Healthcare Industry News:  cardiac resynchronization therapy 

Devices Cardiology Radiology Regulatory

 News Release - June 30, 2010

Medtronic Receives CE Mark for Ensura MRI SureScan Pacing System Approved for Use in MRI Machines as Labeled

New Option in Second-Generation Pacing System Available in Select European Geographies Features Exclusive Technology and Allows Access to Critical Diagnostic Tool

MINNEAPOLIS--(HSMN NewsFeed)--Medtronic, Inc. (NYSE: MDT ) announced today the company received CE (Conformité Européenne) Mark for Ensura MRI™ SureScan™ pacing system. Ensura MRI is the company’s new option in the second-generation pacing system, available in select European geographies, in a portfolio of devices from Medtronic designed, tested, and approved for use as labeled with MRI machines. Patients with this new SureScan pacing system will have access to full body scans, without positioning restrictions in the MRI scanner. The Ensura MRI SureScan pacing system currently is not approved for sale in the United States.

“Half of the world’s pacemaker implants are from Medtronic, and physicians say the number one unmet need is MRI compatibility,” said Pat Mackin, president of the Cardiac Rhythm Disease Management business and senior vice president at Medtronic. “We are pleased to offer physicians a third option from the world’s first portfolio of MR Conditional pacing systems with our exclusive technology for patients who may need access to the critical diagnostics available through MRI.”

Approximately two million Europeans have implanted pacemakers; however, these patients are strongly discouraged from receiving MRI scans, a widely practiced diagnostic method for many common diseases and conditions, such as cancer, neurological disorders and orthopedic injuries. It is possible current pacing systems could interact with MRI machines, potentially affecting the device or patient safety. According to estimates, 50-75 percent of patients worldwide with implanted cardiac devices are expected to need an MRI scan during the lifetime of their devices.1 MRI is the standard of care in soft tissue imaging, providing information not seen with X-ray, ultrasound, or CT scan, and critical for early detection, diagnosis and treatment.

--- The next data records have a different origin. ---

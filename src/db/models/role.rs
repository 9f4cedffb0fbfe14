use std::fmt;

use serde::{Deserialize, Serialize};
use utoipa::ToSchema;

/// The six fixed account roles. Stored as the `user_role` Postgres enum.
#[derive(Debug, Clone, Copy, PartialEq, Eq, Hash, Serialize, Deserialize, ToSchema, sqlx::Type)]
#[sqlx(type_name = "user_role")]
pub enum Role {
    #[serde(rename = "PEMOHON", alias = "REQUESTER")]
    #[sqlx(rename = "PEMOHON")]
    Requester,
    #[serde(rename = "STAF", alias = "STAFF")]
    #[sqlx(rename = "STAF")]
    Staff,
    #[serde(rename = "KEPALA_LAB", alias = "LAB_HEAD")]
    #[sqlx(rename = "KEPALA_LAB")]
    LabHead,
    #[serde(rename = "WADEK", alias = "VICE_DEAN")]
    #[sqlx(rename = "WADEK")]
    ViceDean,
    #[serde(rename = "DEKAN", alias = "DEAN")]
    #[sqlx(rename = "DEKAN")]
    Dean,
    #[serde(rename = "ADMIN_SERVER", alias = "SERVER_ADMIN")]
    #[sqlx(rename = "ADMIN_SERVER")]
    ServerAdmin,
}

impl Role {
    pub const ALL: [Role; 6] = [
        Role::Requester,
        Role::Staff,
        Role::LabHead,
        Role::ViceDean,
        Role::Dean,
        Role::ServerAdmin,
    ];

    /// Roles allowed to record decisions and override a request's status.
    pub const APPROVERS: [Role; 4] = [Role::LabHead, Role::ViceDean, Role::Dean, Role::ServerAdmin];

    pub fn as_str(&self) -> &'static str {
        match self {
            Role::Requester => "PEMOHON",
            Role::Staff => "STAF",
            Role::LabHead => "KEPALA_LAB",
            Role::ViceDean => "WADEK",
            Role::Dean => "DEKAN",
            Role::ServerAdmin => "ADMIN_SERVER",
        }
    }

    /// Case-insensitive, accepts `-`/space for `_` and the English aliases.
    pub fn parse_loose(raw: &str) -> Option<Role> {
        let normalized = raw.trim().to_ascii_uppercase().replace(['-', ' '], "_");
        match normalized.as_str() {
            "PEMOHON" | "REQUESTER" => Some(Role::Requester),
            "STAF" | "STAFF" => Some(Role::Staff),
            "KEPALA_LAB" | "KEPALALAB" | "LAB_HEAD" => Some(Role::LabHead),
            "WADEK" | "VICE_DEAN" => Some(Role::ViceDean),
            "DEKAN" | "DEAN" => Some(Role::Dean),
            "ADMIN_SERVER" | "ADMINSERVER" | "SERVER_ADMIN" => Some(Role::ServerAdmin),
            _ => None,
        }
    }

    pub fn is_approver(&self) -> bool {
        Self::APPROVERS.contains(self)
    }
}

impl fmt::Display for Role {
    fn fmt(&self, f: &mut fmt::Formatter<'_>) -> fmt::Result {
        f.write_str(self.as_str())
    }
}

#[cfg(test)]
mod tests {
    use super::*;

    #[test]
    fn loose_parsing_accepts_frontend_spellings() {
        assert_eq!(Role::parse_loose("dekan"), Some(Role::Dean));
        assert_eq!(Role::parse_loose("kepala_lab"), Some(Role::LabHead));
        assert_eq!(Role::parse_loose("Kepala Lab"), Some(Role::LabHead));
        assert_eq!(Role::parse_loose("admin-server"), Some(Role::ServerAdmin));
        assert_eq!(Role::parse_loose("superuser"), None);
    }

    #[test]
    fn serializes_wire_value_and_reads_english_alias() {
        assert_eq!(serde_json::to_string(&Role::ViceDean).unwrap(), "\"WADEK\"");
        let parsed: Role = serde_json::from_str("\"VICE_DEAN\"").unwrap();
        assert_eq!(parsed, Role::ViceDean);
    }

    #[test]
    fn every_role_round_trips_through_its_wire_name() {
        for role in Role::ALL {
            assert_eq!(Role::parse_loose(role.as_str()), Some(role));
        }
    }
}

About Ensura MRI Sure Scan Pacing System

Medtronic’s new pacing system provides patients with innovative exclusive technology, MVP® (Managed Ventricular Pacing), which reduces right ventricular pacing by 99 percent2.

Data show every incremental 1 percent of unnecessary RV pacing increases the risk of atrial fibrillation (AF) by 1 percent and the risk of heart failure hospitalization by 5.4 percent.3 The European Society of Cardiology (ESC) guidelines state that in the selection of pacing mode and device, “the trend is towards dual chamber pacing with minimization of right ventricular stimulation.”4 A strategy of minimizing ventricular pacing led to a 40 percent reduction in the relative risk of developing persistent AF compared to conventional dual chamber pacing.3

The Ensura MRI SureScan pacing system also features Atrial and Ventricular Capture management (ACM and VCM) with automatic threshold measurements and adjustments; and the pacing system is compatible with the Medtronic CareLink® Network, which allows remote device follow-ups by transmitting arrhythmia and diagnostic device data to a physician’s clinic.

About Medtronic

Medtronic, Inc. (www.medtronic.com), headquartered in Minneapolis, is the global leader in medical technology – alleviating pain, restoring health, and extending life for millions of people around the world.

Any forward-looking statements are subject to risks and uncertainties such as those described in Medtronic’s periodic reports on file with the Securities and Exchange Commission. Actual results may differ materially from anticipated results.

1 Kalin R, Stanton MS. Current clinical issues for MRI scanning of pacemaker and defibrillator patients. Pacing Clin Electrophysiol. April 2005;28(4):326-328.

2 Gillis, AM, et al. Reducing Unnecessary Right Ventricular Pacing with the managed Ventricular Pacing Mode in Patients with Sinus Node Disease and AV Block. PACE. July 2006;29(7):697-705.

3 Sweeney MO, Bank AJ, Nsah E, et al. Minimizing ventricular pacing to reduce atrial fibrillation in sinus-node disease. N Engl J Med. September 6, 2007;357(10):1000-1008.

4 Vardas PE, Auricchio A, Blanc JJ, et al. ESC Guidelines for Cardiac Pacing and cardiac resynchronization therapy. Eur Heart J. September 2007;28(18):2256-2295.